EB : la notion de croissance est liée à celle de progrès

- La décroissance, est-ce la récession ?

EB : l'évolution humaine est-elle un progrès ? Que met-on dans cette notion ? . le progrès est une notion relativement récente.

- Comment trouver le chemin vers l'utopie ? Conscientiser, proposer : par exemple "Agir pour l'environnement" propose d'écrire au maire pour diminuer le gaspillage d'éclairage surtout au moment des fêtes. C'est une toute petite chose

- La décroissance est utopique, ce ne peut pas être un chemin politique. Vers quoi veut-on tendre ? Notre quotidien est un acte politique.

- Si l'on base la croissance sur le pétrole, elle doit diminuer mais avec les énergies renouvelables, on peut croître à l'infini

- Actuellement les énergies renouvelables sont négligeables parce que l'on n'est pas équipé.

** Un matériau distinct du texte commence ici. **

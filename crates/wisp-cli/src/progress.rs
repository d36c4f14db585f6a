//! Transfer progress display with progress bars.

use indicatif::{ProgressBar, ProgressStyle};
use std::time::Duration;

const BYTES_TEMPLATE: &str =
    "{msg}\n{spinner:.green} [{elapsed_precise}] [{wide_bar:.cyan/blue}] {bytes}/{total_bytes} ({bytes_per_sec}, {eta})";
const CHUNKS_TEMPLATE: &str = "{msg}\n{spinner:.green} [{elapsed_precise}] [{wide_bar:.cyan/blue}] {pos}/{len} chunks";

/// Progress bar for one transfer
#[derive(Clone)]
pub struct TransferBar {
    bar: ProgressBar,
}

impl TransferBar {
    /// Bar measured in bytes, for outbound transfers
    #[must_use]
    pub fn bytes(total_bytes: u64, filename: &str) -> Self {
        Self::with_template(total_bytes, BYTES_TEMPLATE, format!("Sending: {filename}"))
    }

    /// Bar measured in chunks, for inbound transfers
    #[must_use]
    pub fn chunks(total_chunks: u64, filename: &str) -> Self {
        Self::with_template(total_chunks, CHUNKS_TEMPLATE, format!("Receiving: {filename}"))
    }

    fn with_template(len: u64, template: &str, message: String) -> Self {
        let bar = ProgressBar::new(len);
        let style = ProgressStyle::default_bar()
            .template(template)
            .map(|style| style.progress_chars("#>-"))
            .unwrap_or_else(|_| ProgressStyle::default_bar());
        bar.set_style(style);
        bar.set_message(message);
        bar.enable_steady_tick(Duration::from_millis(120));
        Self { bar }
    }

    /// Update progress
    pub fn update(&self, position: u64) {
        self.bar.set_position(position);
    }

    /// Update progress against a total that may differ from the initial
    /// length
    pub fn update_with_total(&self, position: u64, total: u64) {
        if self.bar.length() != Some(total) {
            self.bar.set_length(total);
        }
        self.bar.set_position(position);
    }

    /// Finish with custom message
    pub fn finish_with_message(&self, msg: String) {
        self.bar.finish_with_message(msg);
    }

    /// Abandon the progress bar (for errors)
    pub fn abandon(&self, msg: String) {
        self.bar.abandon_with_message(msg);
    }
}

/// Format bytes in human-readable format
#[must_use]
pub fn format_bytes(bytes: u64) -> String {
    const UNITS: &[&str] = &["B", "KB", "MB", "GB", "TB"];
    let mut size = bytes as f64;
    let mut unit_idx = 0;

    while size >= 1024.0 && unit_idx < UNITS.len() - 1 {
        size /= 1024.0;
        unit_idx += 1;
    }

    format!("{size:.2} {}", UNITS[unit_idx])
}

/// Format duration in human-readable format
#[must_use]
pub fn format_duration(duration: Duration) -> String {
    let secs = duration.as_secs();

    if secs < 60 {
        format!("{secs}s")
    } else if secs < 3600 {
        format!("{}m {}s", secs / 60, secs % 60)
    } else {
        format!("{}h {}m", secs / 3600, (secs % 3600) / 60)
    }
}

#[cfg(test)]
mod tests {
    use super::*;

    #[test]
    fn test_format_bytes() {
        assert_eq!(format_bytes(0), "0.00 B");
        assert_eq!(format_bytes(512), "512.00 B");
        assert_eq!(format_bytes(1536), "1.50 KB");
        assert_eq!(format_bytes(16 * 1024), "16.00 KB");
        assert_eq!(format_bytes(1024 * 1024), "1.00 MB");
        assert_eq!(format_bytes(1024_u64.pow(4)), "1.00 TB");
    }

    #[test]
    fn test_update_with_total_resizes() {
        let bar = TransferBar::bytes(50_000, "a.bin");
        bar.update_with_total(50_016, 50_016);

        assert_eq!(bar.bar.length(), Some(50_016));
        assert_eq!(bar.bar.position(), 50_016);
        bar.abandon(String::new());
    }

    #[test]
    fn test_format_duration() {
        assert_eq!(format_duration(Duration::from_secs(0)), "0s");
        assert_eq!(format_duration(Duration::from_secs(90)), "1m 30s");
        assert_eq!(format_duration(Duration::from_secs(3661)), "1h 1m");
    }
}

- On décrit un scénario généreux de partage avec le genre humain. Mais j'en vois un autre : par exemple les USA seraient capables de vivre en autarcie   : on risque de voir des îlots de prospérité fantastiques sans notion de partage. Le scénario de "La Corrèze plutôt que le Zambèze" serait toujours possible.

- La croissance n'est qu'un indice. Le problème du mieux être ne se pose-t-il pas seulement au niveau humain. ? Mieux répartir les richesses n'a rien à voir avec la croissance. Peut-on arrêter l'homme ?

EB : il faut développer de la richesse humaine mais le système actuel laisse peu de place pour ça.

- Les quatre derniers R sont à la portée de tous mais pour les quatre premiers il faut un fil conducteur

- Peu être la crise permettra-t-elle des failles  pour un changement ?
En conclusion Emmanuel BROTTO signale à notre attention trois ouvrages :
Serge LATOUCHE : Le pari de la décroissance

Vincent CHEYNET : Le choc de la décroissance

Paul ARIES: La décroissance, un projet politique.